With Peter in the control tower and on the radio (a virtual instructor!), I taxied out onto the runway and, with a glance at the empty seat beside me, concentrated on my pre-takeoff checks. My instruction manual says that one circuit and landing "will admit me to the family of pilots." I'd just done six. Now was the time.

Take-off a little earlier than usual (lighter now). Climb to 1000', turn and almost immediately, it seemed, make my pre-landing checks. Base leg looked good, the angle to the runway just where it had been each time before. Turn to final and the tense moments of getting it back down. Just the way I had been shown. Done. No need for radio advice. A acknowledging clap from another pilot just getting out of his machine as I swung the motor glider around and rolled to a stop.

It was after I shut down the engine and raised the canopy that I started to shake. A deep breath or two. It passed. Time for a photo.
I can fly!



Monday, 1 April 2013

Season 2

Back to routine flying in the motor glider on Saturday. Flying 101 is doing circuits, aiming for precision flying: a proper rectangular track, accurate flying speed (90kph) and accurate maintenance of height, ideally to +/- 150 feet of the intended altitude.
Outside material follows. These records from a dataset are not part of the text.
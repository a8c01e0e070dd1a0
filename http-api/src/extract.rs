//! Extractors whose rejections are reported as [`ApiError`]s.

use crate::error::ApiError;
use axum::{
    async_trait,
    body::Bytes,
    extract::{rejection::JsonRejection, FromRequest, FromRequestParts, Path, Request},
    http::{header, request::Parts},
    Json,
};
use serde::de::DeserializeOwned;
use taskboard_core::TaskError;

/// JSON request body
///
/// A body sent without a `Content-Type` header is still parsed as JSON. A
/// non-JSON content type, unparsable JSON or a body of the wrong shape
/// becomes a 422.
#[derive(Debug, Clone, Copy, Default)]
pub struct JsonBody<T>(pub T);

#[async_trait]
impl<T, S> FromRequest<S> for JsonBody<T>
where
    T: DeserializeOwned,
    Json<T>: FromRequest<S, Rejection = JsonRejection>,
    S: Send + Sync,
{
    type Rejection = ApiError;

    async fn from_request(req: Request, state: &S) -> Result<Self, Self::Rejection> {
        if req.headers().contains_key(header::CONTENT_TYPE) {
            let Json(value) = Json::<T>::from_request(req, state).await?;
            return Ok(Self(value));
        }

        let bytes = Bytes::from_request(req, state).await?;
        serde_json::from_slice(&bytes)
            .map(Self)
            .map_err(|e| ApiError::Validation(format!("Failed to parse the request body as JSON: {e}")))
    }
}

/// Task ID taken from the `{id}` path segment
///
/// Integers that cannot name a stored task (outside the `i32` range) are
/// reported as not found; anything that is not an integer is a 422.
#[derive(Debug, Clone, Copy, PartialEq, Eq)]
pub struct TaskId(pub i32);

#[async_trait]
impl<S> FromRequestParts<S> for TaskId
where
    S: Send + Sync,
{
    type Rejection = ApiError;

    async fn from_request_parts(parts: &mut Parts, state: &S) -> Result<Self, Self::Rejection> {
        let Path(raw) = Path::<String>::from_request_parts(parts, state).await?;
        parse_task_id(&raw).map(Self)
    }
}

fn parse_task_id(raw: &str) -> Result<i32, ApiError> {
    if let Ok(id) = raw.parse::<i32>() {
        return Ok(id);
    }

    let digits = raw.strip_prefix(|c: char| c == '+' || c == '-').unwrap_or(raw);
    if !digits.is_empty() && digits.bytes().all(|b| b.is_ascii_digit()) {
        return Err(TaskError::NotFound(format!("Task with ID {raw} not found")).into());
    }

    Err(ApiError::Validation(format!(
        "Invalid task ID '{raw}': expected an integer"
    )))
}
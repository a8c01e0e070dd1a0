//! Database crate for the TaskBoard service
//!
//! PostgreSQL persistence for tasks, plus the startup plumbing around it.
//!
//! - [`connection`] - Connection parameters (secret file resolution) and the connection factory
//! - [`readiness`] - Startup gate that waits for the database to accept connections
//! - [`schema`] - Idempotent table creation and one-time seeding
//! - [`PostgresTaskRepository`] - The `TaskRepository` implementation
//!
//! # Usage
//!
//! ```rust,no_run
//! use database::{ConnectionParams, PostgresTaskRepository, ReadinessGate};
//! use std::path::Path;
//!
//! #[tokio::main]
//! async fn main() -> Result<(), Box<dyn std::error::Error>> {
//!     let params = ConnectionParams::with_password_file(
//!         "postgres",
//!         5432,
//!         "taskboard",
//!         "taskboard",
//!         Path::new("/run/secrets/postgres_password"),
//!     )?;
//!
//!     ReadinessGate::default().wait(&params).await?;
//!
//!     let repo = PostgresTaskRepository::connect(&params, 5).await?;
//!     let report = repo.initialize_schema().await?;
//!     println!("{} tasks", report.task_count);
//!
//!     Ok(())
//! }
//! ```

mod common;
pub mod connection;
mod postgres;
pub mod readiness;
pub mod schema;

pub use connection::{read_secret, ConnectionParams};
pub use postgres::PostgresTaskRepository;
pub use readiness::ReadinessGate;
pub use schema::SchemaReport;

// Re-export commonly used types from taskboard-core for convenience
pub use taskboard_core::{
    error::{Result, TaskError},
    models::{NewTask, Task, UpdateTask},
    repository::TaskRepository,
};
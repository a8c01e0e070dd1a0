use chrono::{DateTime, Utc};
use serde::{Deserialize, Serialize};

/// Titles inserted, in order, when the task table is found empty at startup.
pub const SEED_TASK_TITLES: [&str; 5] = [
    "Learn Docker Swarm basics",
    "Add secrets + seeded DB",
    "Test scaling and VIP load balancing",
    "Practice rolling updates",
    "Write a CV-ready README",
];

/// A persisted task.
///
/// `id` and `created_at` are assigned by the store on insert and never change
/// afterwards; only `title` and `done` are mutable.
///
/// # Examples
///
/// ```rust
/// use taskboard_core::models::Task;
/// use chrono::Utc;
///
/// let task = Task {
///     id: 6,
///     title: "Write release notes".to_string(),
///     done: false,
///     created_at: Utc::now(),
/// };
///
/// let json = serde_json::to_value(&task).unwrap();
/// assert_eq!(json["id"], 6);
/// assert_eq!(json["done"], false);
/// ```
#[derive(Debug, Clone, Serialize, Deserialize, PartialEq)]
pub struct Task {
    /// Auto-increment primary key
    pub id: i32,
    /// Task title
    pub title: String,
    /// Completion flag
    pub done: bool,
    /// Creation timestamp, serialized as RFC 3339
    pub created_at: DateTime<Utc>,
}

/// Data transfer object for creating new tasks
#[derive(Debug, Clone, Serialize, Deserialize, PartialEq)]
pub struct NewTask {
    /// Task title
    pub title: String,
    /// Completion flag, `false` when omitted
    #[serde(default)]
    pub done: bool,
}

impl NewTask {
    /// Create a not-yet-done task with the given title
    pub fn new(title: impl Into<String>) -> Self {
        Self {
            title: title.into(),
            done: false,
        }
    }
}

/// Data transfer object for updating existing tasks
///
/// Updates are full replacements of the mutable fields: an omitted `done`
/// resets the task to not done.
#[derive(Debug, Clone, Serialize, Deserialize, PartialEq)]
pub struct UpdateTask {
    /// New title
    pub title: String,
    /// New completion flag, `false` when omitted
    #[serde(default)]
    pub done: bool,
}

impl UpdateTask {
    pub fn new(title: impl Into<String>, done: bool) -> Self {
        Self {
            title: title.into(),
            done,
        }
    }
}

impl From<NewTask> for UpdateTask {
    fn from(task: NewTask) -> Self {
        Self {
            title: task.title,
            done: task.done,
        }
    }
}
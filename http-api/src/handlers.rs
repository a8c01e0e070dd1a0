//! Route handlers. Each performs at most one repository call.

use crate::{
    error::ApiError,
    extract::{JsonBody, TaskId},
    server::AppState,
};
use axum::{extract::State, http::StatusCode, Json};
use serde_json::{json, Value};
use taskboard_core::{NewTask, Task, TaskRepository, TaskValidator, UpdateTask};

/// `GET /health`; never touches the store
pub async fn health() -> Json<Value> {
    Json(json!({ "status": "ok" }))
}

/// `GET /tasks`
pub async fn list_tasks<R: TaskRepository>(
    State(state): State<AppState<R>>,
) -> Result<Json<Vec<Task>>, ApiError> {
    let tasks = state.repository.list().await?;
    Ok(Json(tasks))
}

/// `POST /tasks`
pub async fn create_task<R: TaskRepository>(
    State(state): State<AppState<R>>,
    JsonBody(new_task): JsonBody<NewTask>,
) -> Result<(StatusCode, Json<Task>), ApiError> {
    TaskValidator::validate_new_task(&new_task)?;

    let task = state.repository.create(new_task).await?;
    tracing::info!(task_id = task.id, "Task created");
    Ok((StatusCode::CREATED, Json(task)))
}

/// `PUT /tasks/{id}`
pub async fn update_task<R: TaskRepository>(
    State(state): State<AppState<R>>,
    TaskId(id): TaskId,
    JsonBody(update): JsonBody<UpdateTask>,
) -> Result<Json<Task>, ApiError> {
    TaskValidator::validate_update_task(&update)?;

    let task = state.repository.update(id, update).await?;
    tracing::info!(task_id = task.id, done = task.done, "Task updated");
    Ok(Json(task))
}

/// `DELETE /tasks/{id}`
pub async fn delete_task<R: TaskRepository>(
    State(state): State<AppState<R>>,
    TaskId(id): TaskId,
) -> Result<StatusCode, ApiError> {
    state.repository.delete(id).await?;
    tracing::info!(task_id = id, "Task deleted");
    Ok(StatusCode::NO_CONTENT)
}
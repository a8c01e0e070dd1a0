use anyhow::{Context, Result};
use clap::Parser;
use std::path::PathBuf;
use taskboard_server::{
    config::Config,
    exit_code_for, initialize_app,
    setup::{EXIT_CONFIG, EXIT_SERVER},
    telemetry::{init_telemetry, log_shutdown_info, report_error},
};
use tracing::{error, info};

#[derive(Parser)]
#[command(name = "taskboard")]
#[command(about = "TaskBoard REST service")]
#[command(version)]
struct Cli {
    /// Configuration file path
    #[arg(short, long, env = "CONFIG_FILE")]
    config: Option<PathBuf>,

    /// Listen address override
    #[arg(long, env = "LISTEN_ADDR")]
    listen_addr: Option<String>,

    /// Port override
    #[arg(long, env = "PORT")]
    port: Option<u16>,

    /// Log level override
    #[arg(long, env = "LOG_LEVEL")]
    log_level: Option<String>,
}

fn load_config(cli: &Cli) -> Result<Config> {
    let mut config = Config::load(cli.config.as_deref())?;

    // Apply CLI overrides
    if let Some(ref listen_addr) = cli.listen_addr {
        config.server.listen_addr = listen_addr.clone();
    }

    if let Some(port) = cli.port {
        config.server.port = port;
    }

    if let Some(ref log_level) = cli.log_level {
        config.logging.level = log_level.clone();
    }

    Ok(config)
}

/// Resolves on SIGINT or SIGTERM
async fn shutdown_signal() {
    let interrupt = async {
        if let Err(e) = tokio::signal::ctrl_c().await {
            error!(error = %e, "Failed to listen for SIGINT");
            std::future::pending::<()>().await;
        }
    };

    #[cfg(unix)]
    let terminate = async {
        use tokio::signal::unix::{signal, SignalKind};
        match signal(SignalKind::terminate()) {
            Ok(mut sigterm) => {
                sigterm.recv().await;
            }
            Err(e) => {
                error!(error = %e, "Failed to listen for SIGTERM");
                std::future::pending::<()>().await;
            }
        }
    };

    #[cfg(not(unix))]
    let terminate = std::future::pending::<()>();

    tokio::select! {
        _ = interrupt => info!("Received SIGINT, initiating graceful shutdown"),
        _ = terminate => info!("Received SIGTERM, initiating graceful shutdown"),
    }
}

#[tokio::main]
async fn main() {
    // Load .env file
    dotenv::dotenv().ok();

    // clap's own exit code for usage errors is 2, which is reserved for startup failures
    let cli = match Cli::try_parse() {
        Ok(cli) => cli,
        Err(e) => {
            let code = if e.use_stderr() { EXIT_CONFIG } else { 0 };
            let _ = e.print();
            std::process::exit(code);
        }
    };

    let config = match load_config(&cli).context("Failed to load configuration") {
        Ok(config) => config,
        Err(e) => {
            eprintln!("{e:#}");
            std::process::exit(EXIT_CONFIG);
        }
    };

    if let Err(e) = init_telemetry(&config.logging) {
        eprintln!("{e:#}");
        std::process::exit(EXIT_CONFIG);
    }

    if let Err(e) = config.validate() {
        error!(error = %e, "Configuration validation failed");
        std::process::exit(EXIT_CONFIG);
    }
    info!("Configuration validation passed");

    let addr = match config.server_address() {
        Ok(addr) => addr.to_string(),
        Err(e) => {
            error!(error = %e, "Invalid server address");
            std::process::exit(EXIT_CONFIG);
        }
    };

    let app = match initialize_app(&config).await {
        Ok(app) => app,
        Err(e) => {
            report_error(&e, "startup");
            std::process::exit(exit_code_for(&e));
        }
    };

    info!("Starting TaskBoard on {}", addr);

    if let Err(e) = app.server.serve_with_shutdown(&addr, shutdown_signal()).await {
        error!(error = %e, "HTTP server error");
        app.repository.close().await;
        std::process::exit(EXIT_SERVER);
    }

    app.repository.close().await;
    log_shutdown_info();
}
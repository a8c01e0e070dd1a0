use crate::{
    common::{row_to_task, sqlx_error_to_task_error},
    connection::ConnectionParams,
    schema::{self, SchemaReport},
};
use async_trait::async_trait;
use sqlx::{pool::PoolConnection, PgPool, Postgres};
use taskboard_core::{
    error::{Result, TaskError},
    models::{NewTask, Task, UpdateTask},
    repository::TaskRepository,
};

/// PostgreSQL implementation of the TaskRepository trait
///
/// Every operation acquires its own pooled connection and runs exactly one
/// auto-committed statement. The connection goes back to the pool when the
/// guard is dropped, on success and on error alike.
#[derive(Debug, Clone)]
pub struct PostgresTaskRepository {
    pool: PgPool,
}

impl PostgresTaskRepository {
    /// Connect a new repository using resolved connection parameters
    ///
    /// # Returns
    /// * `Ok(PostgresTaskRepository)` - Successfully connected repository
    /// * `Err(TaskError::Database)` - If connection fails
    pub async fn connect(params: &ConnectionParams, max_connections: u32) -> Result<Self> {
        let pool = params.create_pool(max_connections).await?;
        tracing::info!(
            database = %params,
            max_connections,
            "Connected task repository"
        );
        Ok(Self { pool })
    }

    /// Wrap an existing pool
    pub fn from_pool(pool: PgPool) -> Self {
        Self { pool }
    }

    /// Create the task table if needed and seed an empty table
    pub async fn initialize_schema(&self) -> Result<SchemaReport> {
        schema::initialize(&self.pool).await
    }

    /// Get access to the underlying database pool for custom operations
    ///
    /// This method is primarily intended for testing scenarios where
    /// direct SQL execution is needed.
    pub fn pool(&self) -> &PgPool {
        &self.pool
    }

    /// Close every pooled connection
    pub async fn close(&self) {
        self.pool.close().await;
    }

    async fn acquire(&self) -> Result<PoolConnection<Postgres>> {
        self.pool.acquire().await.map_err(sqlx_error_to_task_error)
    }
}

#[async_trait]
impl TaskRepository for PostgresTaskRepository {
    async fn list(&self) -> Result<Vec<Task>> {
        let mut conn = self.acquire().await?;

        let rows = sqlx::query("SELECT id, title, done, created_at FROM tasks ORDER BY id")
            .fetch_all(&mut *conn)
            .await
            .map_err(sqlx_error_to_task_error)?;

        tracing::debug!(count = rows.len(), "Listed tasks");
        rows.iter().map(row_to_task).collect()
    }

    async fn create(&self, task: NewTask) -> Result<Task> {
        let mut conn = self.acquire().await?;

        let row = sqlx::query(
            "INSERT INTO tasks (title, done) VALUES ($1, $2) RETURNING id, title, done, created_at",
        )
        .bind(&task.title)
        .bind(task.done)
        .fetch_one(&mut *conn)
        .await
        .map_err(sqlx_error_to_task_error)?;

        let created = row_to_task(&row)?;
        tracing::debug!(task_id = created.id, "Created task");
        Ok(created)
    }

    async fn update(&self, id: i32, update: UpdateTask) -> Result<Task> {
        let mut conn = self.acquire().await?;

        let row = sqlx::query(
            "UPDATE tasks SET title = $1, done = $2 WHERE id = $3 RETURNING id, title, done, created_at",
        )
        .bind(&update.title)
        .bind(update.done)
        .bind(id)
        .fetch_optional(&mut *conn)
        .await
        .map_err(sqlx_error_to_task_error)?;

        match row {
            Some(row) => {
                tracing::debug!(task_id = id, done = update.done, "Updated task");
                row_to_task(&row)
            }
            None => Err(TaskError::not_found_id(id)),
        }
    }

    async fn delete(&self, id: i32) -> Result<()> {
        let mut conn = self.acquire().await?;

        let result = sqlx::query("DELETE FROM tasks WHERE id = $1")
            .bind(id)
            .execute(&mut *conn)
            .await
            .map_err(sqlx_error_to_task_error)?;

        if result.rows_affected() == 0 {
            return Err(TaskError::not_found_id(id));
        }

        tracing::debug!(task_id = id, "Deleted task");
        Ok(())
    }
}
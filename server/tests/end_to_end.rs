//! Startup plus the full task lifecycle against a real PostgreSQL store

mod common;

use axum::{
    body::Body,
    http::{header, Request, StatusCode},
    Router,
};
use common::TestStore;
use http_body_util::BodyExt;
use serde_json::{json, Value};
use taskboard_core::SEED_TASK_TITLES;
use taskboard_server::create_server;
use tower::ServiceExt;

async fn send(app: &Router, method: &str, uri: &str, body: Option<Value>) -> (StatusCode, Value) {
    let builder = Request::builder().method(method).uri(uri);
    let request = match body {
        Some(body) => builder
            .header(header::CONTENT_TYPE, "application/json")
            .body(Body::from(body.to_string()))
            .unwrap(),
        None => builder.body(Body::empty()).unwrap(),
    };

    let response = app.clone().oneshot(request).await.unwrap();
    let status = response.status();
    let bytes = response.into_body().collect().await.unwrap().to_bytes();
    let body = if bytes.is_empty() {
        Value::Null
    } else {
        serde_json::from_slice(&bytes).unwrap()
    };
    (status, body)
}

#[tokio::test]
#[ignore = "needs Docker or TASKBOARD_TEST_DATABASE_URL"]
async fn test_fresh_store_lifecycle() {
    let store = TestStore::create().await;

    let repo = store.repository().await;
    let report = repo.initialize_schema().await.unwrap();
    assert!(report.seeded);
    assert_eq!(report.task_count, 5);

    let app = create_server(repo.clone()).router();

    let (status, body) = send(&app, "GET", "/health", None).await;
    assert_eq!(status, StatusCode::OK);
    assert_eq!(body, json!({ "status": "ok" }));

    let (status, original) = send(&app, "GET", "/tasks", None).await;
    assert_eq!(status, StatusCode::OK);
    let tasks = original.as_array().unwrap();
    assert_eq!(tasks.len(), 5);
    for (i, task) in tasks.iter().enumerate() {
        assert_eq!(task["id"], i as i64 + 1);
        assert_eq!(task["title"], SEED_TASK_TITLES[i]);
        assert_eq!(task["done"], false);
    }

    let (status, created) = send(&app, "POST", "/tasks", Some(json!({ "title": "X" }))).await;
    assert_eq!(status, StatusCode::CREATED);
    assert_eq!(created["id"], 6);
    assert_eq!(created["title"], "X");
    assert_eq!(created["done"], false);

    let (status, updated) = send(
        &app,
        "PUT",
        "/tasks/6",
        Some(json!({ "title": "Y", "done": true })),
    )
    .await;
    assert_eq!(status, StatusCode::OK);
    assert_eq!(updated["title"], "Y");
    assert_eq!(updated["done"], true);
    assert_eq!(updated["created_at"], created["created_at"]);

    let (status, body) = send(&app, "DELETE", "/tasks/6", None).await;
    assert_eq!(status, StatusCode::NO_CONTENT);
    assert_eq!(body, Value::Null);

    let (status, body) = send(&app, "GET", "/tasks", None).await;
    assert_eq!(status, StatusCode::OK);
    assert_eq!(body, original);

    let (status, _) = send(&app, "PUT", "/tasks/6", Some(json!({ "title": "Z" }))).await;
    assert_eq!(status, StatusCode::NOT_FOUND);
    let (status, _) = send(&app, "DELETE", "/tasks/6", None).await;
    assert_eq!(status, StatusCode::NOT_FOUND);

    repo.close().await;
    store.cleanup().await;
}

#[tokio::test]
#[ignore = "needs Docker or TASKBOARD_TEST_DATABASE_URL"]
async fn test_restart_keeps_existing_rows() {
    let store = TestStore::create().await;

    let first = store.repository().await;
    first.initialize_schema().await.unwrap();
    let app = create_server(first.clone()).router();
    let (status, _) = send(&app, "PUT", "/tasks/1", Some(json!({ "title": "Renamed", "done": true }))).await;
    assert_eq!(status, StatusCode::OK);
    first.close().await;

    let second = store.repository().await;
    let report = second.initialize_schema().await.unwrap();
    assert!(!report.seeded);
    assert_eq!(report.task_count, 5);

    let app = create_server(second.clone()).router();
    let (_, body) = send(&app, "GET", "/tasks", None).await;
    assert_eq!(body[0]["title"], "Renamed");
    assert_eq!(body[0]["done"], true);
    assert_eq!(body.as_array().unwrap().len(), 5);

    second.close().await;
    store.cleanup().await;
}

#[tokio::test]
#[ignore = "needs Docker or TASKBOARD_TEST_DATABASE_URL"]
async fn test_concurrent_startups_seed_once() {
    let store = TestStore::create().await;

    let a = store.repository().await;
    let b = store.repository().await;
    let (ra, rb) = tokio::join!(a.initialize_schema(), b.initialize_schema());
    let (ra, rb) = (ra.unwrap(), rb.unwrap());

    assert!(ra.seeded ^ rb.seeded, "exactly one replica seeds");
    assert_eq!(ra.task_count, 5);
    assert_eq!(rb.task_count, 5);

    a.close().await;
    b.close().await;
    store.cleanup().await;
}
//! Mock implementations and test utilities for the TaskBoard service
//!
//! - An in-memory `TaskRepository` with error injection and call tracking
//! - Fixtures mirroring a freshly seeded store
//! - A contract suite every `TaskRepository` implementation must pass

pub mod contracts;
pub mod fixtures;
pub mod repository;

pub use contracts::*;
pub use fixtures::*;
pub use repository::MockTaskRepository;
//! Shared PostgreSQL test harness.
//!
//! Uses the server named by `TASKBOARD_TEST_DATABASE_URL` when set, and
//! otherwise starts a throwaway PostgreSQL container (requires Docker). Each
//! harness gets its own schema, so tests never see each other's rows and
//! SERIAL ids start at 1.
//!
//! Tests using it are `#[ignore]`d; run them with `cargo test -- --ignored`.

use database::{ConnectionParams, PostgresTaskRepository, ReadinessGate};
use sqlx::postgres::{PgConnectOptions, PgPoolOptions};
use sqlx::PgPool;
use std::str::FromStr;
use std::time::Duration;
use testcontainers::{
    core::{IntoContainerPort, WaitFor},
    runners::AsyncRunner,
    ContainerAsync, GenericImage, ImageExt,
};

pub const TEST_DATABASE_URL_ENV: &str = "TASKBOARD_TEST_DATABASE_URL";

/// A reachable PostgreSQL server, kept alive for as long as this value lives
pub struct PostgresServer {
    options: PgConnectOptions,
    _container: Option<ContainerAsync<GenericImage>>,
}

impl PostgresServer {
    pub async fn start() -> Self {
        if let Ok(url) = std::env::var(TEST_DATABASE_URL_ENV) {
            return Self {
                options: PgConnectOptions::from_str(&url).expect("invalid test database URL"),
                _container: None,
            };
        }

        let container = GenericImage::new("postgres", "16-alpine")
            .with_exposed_port(5432.tcp())
            .with_wait_for(WaitFor::message_on_stderr(
                "database system is ready to accept connections",
            ))
            .with_startup_timeout(Duration::from_secs(120))
            .with_env_var("POSTGRES_HOST_AUTH_METHOD", "trust")
            .start()
            .await
            .expect("failed to start PostgreSQL container; is Docker running?");

        let port = container
            .get_host_port_ipv4(5432)
            .await
            .expect("failed to get PostgreSQL container port");

        // The image restarts the server once after init; wait for the final one
        let params = ConnectionParams::new("127.0.0.1", port, "postgres", "postgres", "postgres");
        ReadinessGate::new(
            Duration::from_secs(60),
            Duration::from_millis(500),
            Duration::from_secs(3),
        )
        .wait(&params)
        .await
        .expect("PostgreSQL container never accepted connections");

        Self {
            options: params.connect_options(),
            _container: Some(container),
        }
    }

    pub fn options(&self) -> PgConnectOptions {
        self.options.clone()
    }
}

pub struct TestDatabase {
    pub repo: PostgresTaskRepository,
    admin: PgPool,
    schema: String,
    _server: PostgresServer,
}

impl TestDatabase {
    /// Connect to a fresh, empty schema
    pub async fn connect() -> Self {
        let server = PostgresServer::start().await;

        let admin = PgPoolOptions::new()
            .max_connections(1)
            .connect_with(server.options())
            .await
            .expect("failed to connect to test database");

        let schema = format!("taskboard_test_{}", uuid::Uuid::new_v4().simple());
        sqlx::query(&format!("CREATE SCHEMA {schema}"))
            .execute(&admin)
            .await
            .expect("failed to create test schema");

        let pool = PgPoolOptions::new()
            .max_connections(4)
            .connect_with(server.options().options([("search_path", schema.as_str())]))
            .await
            .expect("failed to connect to test schema");

        Self {
            repo: PostgresTaskRepository::from_pool(pool),
            admin,
            schema,
            _server: server,
        }
    }

    pub async fn row_count(&self) -> i64 {
        sqlx::query_scalar("SELECT COUNT(*) FROM tasks")
            .fetch_one(self.repo.pool())
            .await
            .expect("failed to count tasks")
    }

    pub async fn cleanup(self) {
        self.repo.close().await;
        sqlx::query(&format!("DROP SCHEMA {} CASCADE", self.schema))
            .execute(&self.admin)
            .await
            .expect("failed to drop test schema");
    }
}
But could I do it on Saturday? No. Wobbly take-offs, circuits that must have looked more like a drunken albatross careering round the sky, ropey approaches that resulted in frequent go-arounds (that's when a pilot gives up on trying to land, realising that something is irreversibly wrong with his approach to the ground, and opens the throttle to fly away again), and bumpy skewed landings. It was about what I was able to do six months ago. Frankly, I was out of practice.

Next time, there's nowhere to go but up...


Monday, 25 March 2013

First flight of Spring

After a winter spent studying navigation, weather, flight theory and air law, the weather was finally good enough to fly last weekend. I was lucky enough to fly a 1947 Auster, bought by the airfield owner.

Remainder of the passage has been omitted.